Wireless I/O Stamps Out Press Downtime at GestampJune 1, 2009
At the Gestamp plant in McCalla, AL, a pair of 2000-metric-ton transfer presses produces automotive stampings at production rates as high as 1800 parts/hr. Recently, the plant struggled with the big presses, as at least once a quarter the hardwired network controlling the presses suffered cable degradation and caused a downtime event. Each occurrence caused the entire operation to shut down for as long as 2 hr.
Gestamp, a Tier One Spanish-based automotive supplier, operates 56 production centers in 17 countries; the McCalla plant primarily feeds the Mercedes-Benz assembly plant in Tuscaloosa, AL.
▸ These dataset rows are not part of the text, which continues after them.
#![allow(dead_code)]

use std::cell::RefCell;

use highlighter::ocr::{OcrError, OcrProvider};
use highlighter::{Oracle, OracleError};
use lopdf::content::{Content, Operation};
use lopdf::{dictionary, Dictionary, Document, Object, ObjectId, Stream, StringFormat};

/// 每项一页 Letter，Helvetica 12pt，从 (72, 700) 开始，行距 16pt。
/// 空项表示没有文本的页面。
pub fn pdf_with_pages(pages: &[&[&str]]) -> Vec<u8> {
    let mut doc = Document::with_version("1.5");
    let pages_id = doc.new_object_id();
    let font_id = doc.add_object(dictionary! {
        "Type" => "Font",
        "Subtype" => "Type1",
        "BaseFont" => "Helvetica",
        "Encoding" => "WinAnsiEncoding",
    });
    let resources_id = doc.add_object(dictionary! {
        "Font" => dictionary! { "F1" => font_id },
    });

    let mut kids = Vec::new();
    for lines in pages {
        let mut operations = Vec::new();
        if !lines.is_empty() {
            operations.push(Operation::new("BT", vec![]));
            operations.push(Operation::new("Tf", vec!["F1".into(), 12.into()]));
            operations.push(Operation::new("Td", vec![72.into(), 700.into()]));
            for (i, line) in lines.iter().enumerate() {
                if i > 0 {
                    operations.push(Operation::new("Td", vec![0.into(), (-16).into()]));
                }
                operations.push(Operation::new("Tj", vec![Object::string_literal(*line)]));
            }
            operations.push(Operation::new("ET", vec![]));
        }
        let content = Content { operations }.encode().unwrap();
        let content_id = doc.add_object(Stream::new(dictionary! {}, content));
        kids.push(Object::Reference(doc.add_object(dictionary! {
            "Type" => "Page",
            "Parent" => pages_id,
            "Contents" => content_id,
            "Resources" => resources_id,
        })));
    }

    let count = kids.len() as i64;
    doc.objects.insert(
        pages_id,
        Object::Dictionary(dictionary! {
            "Type" => "Pages",
            "Kids" => kids,
            "Count" => count,
            "MediaBox" => vec![0.into(), 0.into(), 612.into(), 792.into()],
        }),
    );
    let catalog_id = doc.add_object(dictionary! {
        "Type" => "Catalog",
        "Pages" => pages_id,
    });
    doc.trailer.set("Root", catalog_id);

    let mut bytes = Vec::new();
    doc.save_to(&mut bytes).unwrap();
    bytes
}

pub fn pdf_with_text(lines: &[&str]) -> Vec<u8> {
    pdf_with_pages(&[lines])
}

fn rewrite(bytes: &[u8], edit: impl FnOnce(&mut Document)) -> Vec<u8> {
    let mut doc = Document::load_mem(bytes).unwrap();
    edit(&mut doc);
    let mut out = Vec::new();
    doc.save_to(&mut out).unwrap();
    out
}

/// 给每页设置一个不是数组的 `/Annots`
pub fn with_broken_annots(bytes: &[u8]) -> Vec<u8> {
    rewrite(bytes, |doc| {
        for page_id in doc.get_pages().into_values() {
            doc.get_dictionary_mut(page_id).unwrap().set("Annots", 7);
        }
    })
}

/// 用户密码非空的标准安全处理器，对象保持明文
pub fn with_encryption(bytes: &[u8]) -> Vec<u8> {
    rewrite(bytes, |doc| {
        let encrypt_id = doc.add_object(dictionary! {
            "Filter" => "Standard",
            "V" => 1,
            "R" => 2,
            "O" => Object::String(vec![0x28; 32], StringFormat::Hexadecimal),
            "U" => Object::String(vec![0; 32], StringFormat::Hexadecimal),
            "P" => -4,
        });
        doc.trailer.set("Encrypt", encrypt_id);
        let file_id = Object::String(b"pipeline-fixture".to_vec(), StringFormat::Hexadecimal);
        doc.trailer.set("ID", vec![file_id.clone(), file_id]);
    })
}

pub fn contains(haystack: &[u8], needle: &[u8]) -> bool {
    haystack.windows(needle.len()).any(|w| w == needle)
}

/// 按页序排列的页面对象 id
pub fn page_ids(doc: &Document) -> Vec<ObjectId> {
    doc.get_pages().into_values().collect()
}

/// 页面上已解析的注释字典
pub fn annotations(doc: &Document, page_id: ObjectId) -> Vec<Dictionary> {
    highlighter::pdf::annotations::page_annotations(doc, page_id)
}

fn as_number(object: &Object) -> f32 {
    match object {
        Object::Integer(i) => *i as f32,
        Object::Real(r) => *r,
        other => panic!("not a number: {:?}", other),
    }
}

pub fn number(dict: &Dictionary, key: &[u8]) -> f32 {
    as_number(dict.get(key).unwrap())
}

pub fn numbers(dict: &Dictionary, key: &[u8]) -> Vec<f32> {
    dict.get(key)
        .and_then(Object::as_array)
        .unwrap()
        .iter()
        .map(as_number)
        .collect()
}

/// 总是返回同样的文本，并记录收到的请求
pub struct StubOracle {
    answer: String,
    pub seen: RefCell<Vec<(String, String)>>,
}

impl StubOracle {
    pub fn new(answer: &str) -> Self {
        Self {
            answer: answer.to_string(),
            seen: RefCell::new(Vec::new()),
        }
    }
}

impl Oracle for StubOracle {
    fn classify(&self, instruction: &str, text: &str) -> Result<String, OracleError> {
        self.seen
            .borrow_mut()
            .push((instruction.to_string(), text.to_string()));
        Ok(self.answer.clone())
    }
}

impl Oracle for &'static StubOracle {
    fn classify(&self, instruction: &str, text: &str) -> Result<String, OracleError> {
        (**self).classify(instruction, text)
    }
}

/// 文本包含触发词时返回给定目标的 JSON 列表，否则返回空
pub struct TriggerOracle {
    pub trigger: &'static str,
    pub answer: &'static str,
}

impl Oracle for TriggerOracle {
    fn classify(&self, _instruction: &str, text: &str) -> Result<String, OracleError> {
        if text.contains(self.trigger) {
            Ok(self.answer.to_string())
        } else {
            Ok(String::new())
        }
    }
}

pub struct FailingOracle;

impl Oracle for FailingOracle {
    fn classify(&self, _instruction: &str, _text: &str) -> Result<String, OracleError> {
        Err(OracleError::Status {
            status: 503,
            body: "unavailable".to_string(),
        })
    }
}

pub struct StubOcr(pub &'static str);

impl OcrProvider for StubOcr {
    fn extract_text(&self, _file_bytes: &[u8]) -> Result<String, OcrError> {
        Ok(self.0.to_string())
    }
}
“The RG-6 coaxial cable we were using for the hardwired network cost $57/ft. to replace,” says Mike Mullins, press maintenance team leader, “and we had to replace about 165 ft. each time the system went down. The cable alone cost $9400 to $9500 per outage, plus the costs related to system shutdown. We once estimated overhead costs of downtime at $2500/hr., and it typically took a couple of hours to replace the cable.”
In total, the plant would spend approximately $14,500 each time it had to replace the cable, plus the value of the 1500 to 2400 parts that could not be produced during the outage.
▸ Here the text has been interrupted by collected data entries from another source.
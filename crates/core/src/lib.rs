//! 高亮任务的核心类型：几何、样式、页面级文档接口和目标定位

pub mod document;
pub mod geometry;
pub mod locate;
pub mod style;

pub use document::{Document, Page, QueryHits};
pub use geometry::Rectangle;
pub use locate::{title_case, Occurrence, TextLocator, DEFAULT_MAX_HITS};
pub use style::{AnnotationKind, AnnotationStyle, Opacity, Palette, Rgb};

pub type Result<T> = std::result::Result<T, CoreError>;

#[derive(Debug, thiserror::Error)]
pub enum CoreError {
    #[error("invalid configuration: {0}")]
    InvalidConfig(&'static str),
    #[error("page index {0} out of range")]
    PageOutOfRange(usize),
    #[error("text extraction failed: {0}")]
    Extraction(String),
    #[error("search failed: {0}")]
    Search(String),
}
//! 宽松的列表字面量解析
//!
//! 接受语言模型不按 JSON 输出时常见的列表写法：单引号或双引号字符串、
//! 尾随逗号、`True/False/None`、裸数字和嵌套列表。
//! 其他任何内容都会让整个解析失败。

/// 解析出的列表元素
#[derive(Debug, Clone, PartialEq)]
pub enum Literal {
    Str(String),
    /// 数字，保留原始写法
    Num(String),
    /// 布尔值、空值和嵌套列表
    Other,
}

/// 将 `input` 解析为一个列表字面量，两侧允许空白
pub fn parse_list(input: &str) -> Option<Vec<Literal>> {
    let mut parser = LiteralParser {
        chars: input.chars().collect(),
        pos: 0,
    };
    parser.skip_ws();
    let items = parser.list()?;
    parser.skip_ws();
    if parser.pos == parser.chars.len() {
        Some(items)
    } else {
        None
    }
}

struct LiteralParser {
    chars: Vec<char>,
    pos: usize,
}

impl LiteralParser {
    fn peek(&self) -> Option<char> {
        self.chars.get(self.pos).copied()
    }

    fn bump(&mut self) -> Option<char> {
        let c = self.peek()?;
        self.pos += 1;
        Some(c)
    }

    fn eat(&mut self, expected: char) -> bool {
        if self.peek() == Some(expected) {
            self.pos += 1;
            true
        } else {
            false
        }
    }

    fn skip_ws(&mut self) {
        while self.peek().is_some_and(char::is_whitespace) {
            self.pos += 1;
        }
    }

    fn list(&mut self) -> Option<Vec<Literal>> {
        if !self.eat('[') {
            return None;
        }
        let mut items = Vec::new();
        loop {
            self.skip_ws();
            if self.eat(']') {
                return Some(items);
            }
            items.push(self.value()?);
            self.skip_ws();
            if self.eat(',') {
                continue;
            }
            self.skip_ws();
            return if self.eat(']') { Some(items) } else { None };
        }
    }

    fn value(&mut self) -> Option<Literal> {
        match self.peek()? {
            '\'' | '"' => self.string().map(Literal::Str),
            '[' => self.list().map(|_| Literal::Other),
            c if c == '-' || c == '+' || c == '.' || c.is_ascii_digit() => self.number(),
            c if c.is_alphabetic() => self.keyword(),
            _ => None,
        }
    }

    fn string(&mut self) -> Option<String> {
        let quote = self.bump()?;
        let mut out = String::new();
        loop {
            match self.bump()? {
                c if c == quote => break,
                '\\' => match self.bump()? {
                    'n' => out.push('\n'),
                    't' => out.push('\t'),
                    'r' => out.push('\r'),
                    'u' => {
                        let hex: String = (0..4).filter_map(|_| self.bump()).collect();
                        let code = u32::from_str_radix(&hex, 16).ok()?;
                        out.push(char::from_u32(code)?);
                    }
                    other => out.push(other),
                },
                c => out.push(c),
            }
        }

        // 相邻字面量会拼接：'Acme ' 'Inc'
        self.skip_ws();
        if matches!(self.peek(), Some('\'') | Some('"')) {
            out.push_str(&self.string()?);
        }
        Some(out)
    }

    fn number(&mut self) -> Option<Literal> {
        let start = self.pos;
        while self
            .peek()
            .is_some_and(|c| c.is_ascii_digit() || matches!(c, '-' | '+' | '.' | 'e' | 'E' | '_'))
        {
            self.pos += 1;
        }
        let raw: String = self.chars[start..self.pos].iter().collect();
        let cleaned = raw.replace('_', "");
        if cleaned.parse::<f64>().is_ok() {
            Some(Literal::Num(cleaned))
        } else {
            None
        }
    }

    fn keyword(&mut self) -> Option<Literal> {
        let start = self.pos;
        while self.peek().is_some_and(char::is_alphanumeric) {
            self.pos += 1;
        }
        let word: String = self.chars[start..self.pos].iter().collect();
        match word.as_str() {
            "True" | "False" | "None" | "true" | "false" | "null" => Some(Literal::Other),
            _ => None,
        }
    }
}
“It wasn’t uncommon for this cycle to repeat every two to three months per press,” says Mullins.
The cable wasn’t as much the problem as were the demands placed on it. The cable ran along a corner at such a sharp angle that it inevitably wore. So, Gestamp searched for a more reliable wireless network, but questioned whether a wireless system would be effective given that wireless points would need to be affixed in a partially obstructed location beneath the press bolsters.
“What we really needed was a radio that could communicate through a 10-in.-thick plate of steel,” comments Mullins.
For a solution, Mullins installed, in 2007, six frequency-hopping Ethernet radios from ProSoft Technology, Bakersfield, CA, to work with Gestamp’s existing ControlLogix programmable automation controllers.
Kevin Zamzow, ProSoft Technology’s strategic product manager for wireless technologies, explains how the solution works: “When the direct path (line-of-sight) is obstructed, a signal will reflect off of other objects, taking an alternate path to the receiving radio. Because there are multiple reflections, the signals arrive at the receiving radio at different times, so the radio needs to be able to distinguish between the different signals. The frequency-hopping radios can work with reflected signals because of the narrow band “hops” and changing frequencies, making them less impacted by multipath interference compared to higher speed, wider band technologies.”
To replace the hardwired system, four communication adapters—one for each press bolster—were replaced with EtherNet/IP adapters and a ProSoft Technology Ethernet radio. Each controller was fitted with a second Ethernet card and an Ethernet radio.